(Dan wrote this about his climb of the Conn Diagonal with Netta in the Black Hills. He gave me permission to post it.)
Conn Diagonal
22 October 2010
I wake at sunrise in the Black Hills. The light is just hitting the top of a large, quartzite boulder, which stands to greet the day like a shimmering block of ice. I silently climb to the top of it, and, still in the wakefulness of mind that the morning brings, gaze over the pine-covered hills. The dark, forested mounds are broken here and there by huge cliff-bands, made of the same gleaming rock as the boulder. I find it hard to believe that Mount Rushmore, the tourist epitome of the country, is less than ten miles away. I spot the sharp black angle of a hawk circling above the hills. This place is magic, I whisper.
Sylvan lake, the icon of Custer state park, has been fortunate enough to be protected from the South Dakotan tourism which claimed Mount Rushmore. Here, the lake and rock spires are subject to only a handful of benches, picnic tables, and outhouses. Netta and I park near the lake and rack our gear. A set of cams, nuts, and hexes. It's a slim rack for a three pitch climb, which traverses much of a three hundred foot block; but I've been to the Needles before. There won't be much in the way of placements. As we walk beyond the views of the lake, we pass a waterfall and stop to listen to the water drum over the crystalline rock.

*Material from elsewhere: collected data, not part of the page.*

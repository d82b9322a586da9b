use std::future::Future;
use std::sync::Arc;

use crmview_core::pipeline::points;
use crmview_core::{Item, Pipeline, RemoteApi};
use crmview_data::{ContentType, ContentTypes, Page, Pageable, PreQuery, QueryArgs, QueryParameters, RequestContext, TotalItems};
use crmview_display::{
    DisplaySettings, DisplaySettingsFields, FieldHref, FieldHtml, FieldItemHtml, FieldsHtml, LinkHtml,
};

/// Priority of the field label/value stage, ahead of generic decorators.
const FIELD_ITEM_PRIORITY: i32 = 5;
const DEFAULT_PRIORITY: i32 = 10;

/// The local storage query that external lists bypass.
pub trait LocalStore: Send + Sync {
    /// Items of the list described by `args`.
    fn query(&self, args: &QueryArgs) -> impl Future<Output = Vec<Item>> + Send;

    /// Total number of items of that list, ignoring pagination.
    fn count(&self, args: &QueryArgs) -> impl Future<Output = u64> + Send;
}

/// A store with nothing in it.
#[derive(Debug, Clone, Copy, Default)]
pub struct NoStore;

impl LocalStore for NoStore {
    fn query(&self, _args: &QueryArgs) -> impl Future<Output = Vec<Item>> + Send {
        std::future::ready(Vec::new())
    }

    fn count(&self, _args: &QueryArgs) -> impl Future<Output = u64> + Send {
        std::future::ready(0)
    }
}

/// One pipeline per extension point of the listing layer.
///
/// [`Hooks::new`] gives empty pipelines; [`Hooks::install`] registers the
/// CRM stages. Callers may add their own stages to any pipeline.
#[derive(Debug)]
pub struct Hooks {
    pub query_parameters: Pipeline<QueryArgs, (), RequestContext>,
    pub pre_query: Pipeline<Option<Vec<Item>>, QueryArgs, RequestContext>,
    pub total_items: Pipeline<u64, QueryArgs, RequestContext>,
    pub field_item_html: Pipeline<FieldHtml, Item, RequestContext>,
    pub fields_html: Pipeline<Vec<FieldHtml>, Item, RequestContext>,
    pub field_href: Pipeline<String, Item, RequestContext>,
    pub link_html: Pipeline<String, Item, RequestContext>,
    pub display_settings: Pipeline<DisplaySettings, (), RequestContext>,
    pub content_types: Pipeline<Vec<ContentType>, (), RequestContext>,
}

impl Default for Hooks {
    fn default() -> Self {
        Self {
            query_parameters: Pipeline::new(points::QUERY_PARAMETERS),
            pre_query: Pipeline::new(points::PRE_QUERY),
            total_items: Pipeline::new(points::TOTAL_ITEMS),
            field_item_html: Pipeline::new(points::FIELD_ITEM_HTML),
            fields_html: Pipeline::new(points::FIELDS_HTML),
            field_href: Pipeline::new(points::FIELD_HREF),
            link_html: Pipeline::new(points::LINK_HTML),
            display_settings: Pipeline::new(points::DISPLAY_SETTINGS),
            content_types: Pipeline::new(points::CONTENT_TYPES),
        }
    }
}

impl Hooks {
    pub fn new() -> Self {
        Self::default()
    }

    /// Register every CRM stage, all sharing `api`.
    pub fn install<A: RemoteApi + 'static>(mut self, api: Arc<A>) -> Self {
        self.query_parameters
            .add(DEFAULT_PRIORITY, QueryParameters::new(Arc::clone(&api)));
        self.pre_query.add(DEFAULT_PRIORITY, PreQuery::new(Arc::clone(&api)));
        self.total_items
            .add(DEFAULT_PRIORITY, TotalItems::new(Arc::clone(&api)));
        self.field_item_html
            .add(FIELD_ITEM_PRIORITY, FieldItemHtml::new(Arc::clone(&api)));
        self.fields_html
            .add(DEFAULT_PRIORITY, FieldsHtml::new(Arc::clone(&api)));
        self.field_href.add(DEFAULT_PRIORITY, FieldHref);
        self.link_html.add(DEFAULT_PRIORITY, LinkHtml);
        self.display_settings
            .add(DEFAULT_PRIORITY, DisplaySettingsFields::new(api));
        self.content_types.add(DEFAULT_PRIORITY, ContentTypes);
        tracing::debug!("crm stages installed");
        self
    }

    /// Load one page of the list `ctx` describes.
    ///
    /// When the list is paginated and no offset was given, the offset comes
    /// from the posted page number. The query parameters are computed, then
    /// `pre_query` may produce the items; `store` is only queried when no
    /// stage did. The total goes through `total_items` with the same
    /// query arguments as the listing.
    pub async fn load_page<S: LocalStore>(&self, ctx: &mut RequestContext, store: &S) -> Page<Item> {
        let pageable = Pageable::from_request(ctx);
        if ctx.offset().is_none() {
            ctx.set_offset(pageable.map(|p| p.offset()));
        }

        let args = QueryArgs::for_request(ctx);
        let args = self.query_parameters.run(args, &(), ctx).await;

        let (items, default_total) = match self.pre_query.run(None, &args, ctx).await {
            Some(items) => {
                let total = items.len() as u64;
                (items, total)
            }
            None => {
                let items = store.query(&args).await;
                (items, store.count(&args).await)
            }
        };
        let total = self.total_items.run(default_total, &args, ctx).await;
        tracing::debug!(content_type = %args.content_type, items = items.len(), total, "loaded list page");

        match pageable {
            Some(pageable) => Page::new(items, &pageable, total),
            None => Page::unpaged(items, total),
        }
    }

    /// Render the named fields of `item`.
    ///
    /// Each field runs through `field_item_html`, then the list runs
    /// through `fields_html`.
    pub async fn render_fields(&self, ctx: &mut RequestContext, item: &Item, names: &[&str]) -> Vec<FieldHtml> {
        let mut fields = Vec::with_capacity(names.len());
        for name in names {
            let field = self.field_item_html.run(FieldHtml::new(*name, ""), item, ctx).await;
            fields.push(field);
        }
        self.fields_html.run(fields, item, ctx).await
    }

    /// Detail link of `item`, given the listing layer's own link.
    pub async fn href(&self, ctx: &mut RequestContext, item: &Item, default: String) -> String {
        self.field_href.run(default, item, ctx).await
    }

    /// The content types selectable in the settings form.
    pub async fn content_type_options(&self, ctx: &mut RequestContext, types: Vec<ContentType>) -> Vec<ContentType> {
        self.content_types.run(types, &(), ctx).await
    }
}
//! The remote CRM API contract.
//!
//! The adapter never talks to a transport directly. Every outbound read goes
//! through [`RemoteApi::call`] or its unwrapping variant
//! [`RemoteApi::call_values`], so any client (HTTP, in-process, mock) can be
//! plugged in.

use std::future::Future;
use std::sync::Arc;

use serde::de::{self, Deserializer};
use serde::{Deserialize, Serialize};
use serde_json::Value;

use crate::error::ApiError;

/// One record as returned by the remote API.
pub type Record = serde_json::Map<String, Value>;

/// The envelope every remote call answers with.
#[derive(Debug, Clone, Default, PartialEq, Serialize, Deserialize)]
pub struct ApiResponse {
    #[serde(default, deserialize_with = "de_flag")]
    pub is_error: bool,
    #[serde(default, skip_serializing_if = "Option::is_none")]
    pub error_message: Option<String>,
    #[serde(default, deserialize_with = "de_count", skip_serializing_if = "Option::is_none")]
    pub count: Option<u64>,
    #[serde(default, skip_serializing_if = "Option::is_none")]
    pub result: Option<Value>,
    #[serde(default, deserialize_with = "de_values")]
    pub values: Vec<Record>,
}

impl ApiResponse {
    /// A successful listing reply.
    pub fn ok(values: Vec<Record>) -> Self {
        Self {
            count: Some(values.len() as u64),
            values,
            ..Self::default()
        }
    }

    /// A successful scalar reply, as returned by count actions.
    pub fn scalar(result: impl Into<Value>) -> Self {
        Self {
            result: Some(result.into()),
            ..Self::default()
        }
    }

    /// An `is_error` reply carrying `message`.
    pub fn error(message: impl Into<String>) -> Self {
        Self {
            is_error: true,
            error_message: Some(message.into()),
            ..Self::default()
        }
    }

    /// Read the reply of a count action.
    ///
    /// A numeric `result` wins, then the envelope `count`.
    pub fn as_count(&self) -> Option<u64> {
        let from_result = match &self.result {
            Some(Value::Number(n)) => n.as_u64(),
            Some(Value::String(s)) => s.trim().parse().ok(),
            _ => None,
        };
        from_result.or(self.count)
    }
}

/// Client for the remote CRM API.
///
/// Uses RPITIT (return-position `impl Trait` in traits), no `async-trait`
/// needed. Calls are awaited one after another by the adapter, never
/// concurrently.
pub trait RemoteApi: Send + Sync {
    /// Invoke `entity.action` with `params` and return the raw envelope.
    fn call(
        &self,
        entity: &str,
        action: &str,
        params: Value,
    ) -> impl Future<Output = Result<ApiResponse, ApiError>> + Send;

    /// Invoke `entity.action` and unwrap the record list.
    ///
    /// An `is_error` envelope becomes [`ApiError::Remote`].
    fn call_values(
        &self,
        entity: &str,
        action: &str,
        params: Value,
    ) -> impl Future<Output = Result<Vec<Record>, ApiError>> + Send {
        async move {
            let response = self.call(entity, action, params).await?;
            if response.is_error {
                let message = response
                    .error_message
                    .unwrap_or_else(|| "unknown error".to_string());
                return Err(ApiError::remote(entity, action, message));
            }
            Ok(response.values)
        }
    }
}

impl<T: RemoteApi> RemoteApi for Arc<T> {
    fn call(
        &self,
        entity: &str,
        action: &str,
        params: Value,
    ) -> impl Future<Output = Result<ApiResponse, ApiError>> + Send {
        (**self).call(entity, action, params)
    }
}

impl<T: RemoteApi> RemoteApi for &T {
    fn call(
        &self,
        entity: &str,
        action: &str,
        params: Value,
    ) -> impl Future<Output = Result<ApiResponse, ApiError>> + Send {
        (**self).call(entity, action, params)
    }
}

/// Loose truthiness used by CRM flags such as `api.return`.
pub fn is_truthy(value: &Value) -> bool {
    match value {
        Value::Null => false,
        Value::Bool(b) => *b,
        Value::Number(n) => n.as_f64().is_some_and(|f| f != 0.0),
        Value::String(s) => !s.is_empty() && s != "0",
        Value::Array(items) => !items.is_empty(),
        Value::Object(map) => !map.is_empty(),
    }
}

fn de_flag<'de, D: Deserializer<'de>>(deserializer: D) -> Result<bool, D::Error> {
    let value = Value::deserialize(deserializer)?;
    Ok(is_truthy(&value))
}

fn de_count<'de, D: Deserializer<'de>>(deserializer: D) -> Result<Option<u64>, D::Error> {
    let value = Value::deserialize(deserializer)?;
    Ok(match value {
        Value::Number(n) => n.as_u64(),
        Value::String(s) => s.trim().parse().ok(),
        _ => None,
    })
}

// Non-sequential replies key records by id instead of listing them.
fn de_values<'de, D: Deserializer<'de>>(deserializer: D) -> Result<Vec<Record>, D::Error> {
    let value = Value::deserialize(deserializer)?;
    let items: Vec<Value> = match value {
        Value::Null => return Ok(Vec::new()),
        Value::Array(items) => items,
        Value::Object(map) => map.into_iter().map(|(_, v)| v).collect(),
        _ => return Err(de::Error::custom("`values` must be an array or an object")),
    };
    Ok(items
        .into_iter()
        .filter_map(|item| match item {
            Value::Object(record) => Some(record),
            _ => None,
        })
        .collect())
}
//! Pipeline stages for the render side of a list request.

use crmview_core::pipeline::{Stage, StageFuture};
use crmview_core::{Item, RemoteApi};
use crmview_data::RequestContext;

use crate::field::{expand_available_fields, filter_fields, render_field, DisplaySettings, FieldHtml};
use crate::link::{link_html, resolve_href};

/// `field_item_html`: label/value markup for fields of external items.
pub struct FieldItemHtml<A> {
    api: A,
}

impl<A> FieldItemHtml<A> {
    pub fn new(api: A) -> Self {
        Self { api }
    }
}

impl<A: RemoteApi + 'static> Stage<FieldHtml, Item, RequestContext> for FieldItemHtml<A> {
    fn name(&self) -> &'static str {
        "crmview::field_item_html"
    }

    fn apply<'a>(&'a self, input: FieldHtml, item: &'a Item, ctx: &'a mut RequestContext) -> StageFuture<'a, FieldHtml> {
        Box::pin(render_field(&self.api, ctx, input, item))
    }
}

/// `fields_html`: drop fields outside the schema of external items.
pub struct FieldsHtml<A> {
    api: A,
}

impl<A> FieldsHtml<A> {
    pub fn new(api: A) -> Self {
        Self { api }
    }
}

impl<A: RemoteApi + 'static> Stage<Vec<FieldHtml>, Item, RequestContext> for FieldsHtml<A> {
    fn name(&self) -> &'static str {
        "crmview::fields_html"
    }

    fn apply<'a>(
        &'a self,
        input: Vec<FieldHtml>,
        item: &'a Item,
        ctx: &'a mut RequestContext,
    ) -> StageFuture<'a, Vec<FieldHtml>> {
        Box::pin(filter_fields(&self.api, ctx, input, item))
    }
}

/// `display_settings`: offer the schema fields as available fields.
pub struct DisplaySettingsFields<A> {
    api: A,
}

impl<A> DisplaySettingsFields<A> {
    pub fn new(api: A) -> Self {
        Self { api }
    }
}

impl<A: RemoteApi + 'static> Stage<DisplaySettings, (), RequestContext> for DisplaySettingsFields<A> {
    fn name(&self) -> &'static str {
        "crmview::display_settings"
    }

    fn apply<'a>(
        &'a self,
        input: DisplaySettings,
        _args: &'a (),
        ctx: &'a mut RequestContext,
    ) -> StageFuture<'a, DisplaySettings> {
        Box::pin(expand_available_fields(&self.api, ctx, input))
    }
}

/// `field_href`: detail links of external items.
pub struct FieldHref;

impl Stage<String, Item, RequestContext> for FieldHref {
    fn name(&self) -> &'static str {
        "crmview::field_href"
    }

    fn apply<'a>(&'a self, input: String, item: &'a Item, ctx: &'a mut RequestContext) -> StageFuture<'a, String> {
        Box::pin(std::future::ready(resolve_href(input, item, ctx)))
    }
}

/// `link_html`: unlink external items without a detail page.
pub struct LinkHtml;

impl Stage<String, Item, RequestContext> for LinkHtml {
    fn name(&self) -> &'static str {
        "crmview::link_html"
    }

    fn apply<'a>(&'a self, input: String, item: &'a Item, ctx: &'a mut RequestContext) -> StageFuture<'a, String> {
        Box::pin(std::future::ready(link_html(input, item, ctx)))
    }
}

“Do you think that could be climbed?”
“Sure. I bet it's been done.”
“Can you imagine what the Conns thought when they came to this place? How everything looks possible? Climbing on crystals?”
“Yeah...”
We find the path around the outlet rocks, which are a few hulking blocks towering hundreds of feet above us. The path is covered in their crystal sheddings, and Netta can't resist filling her pockets with pink and white jewels. After a brief hike around the outer outlet, we take a moment to let the seriousness of this endeavor weigh on our minds. Netta and I look at each other. We are both excited, but I see in her the thought that is a reflection of my own. We're going to climb THAT?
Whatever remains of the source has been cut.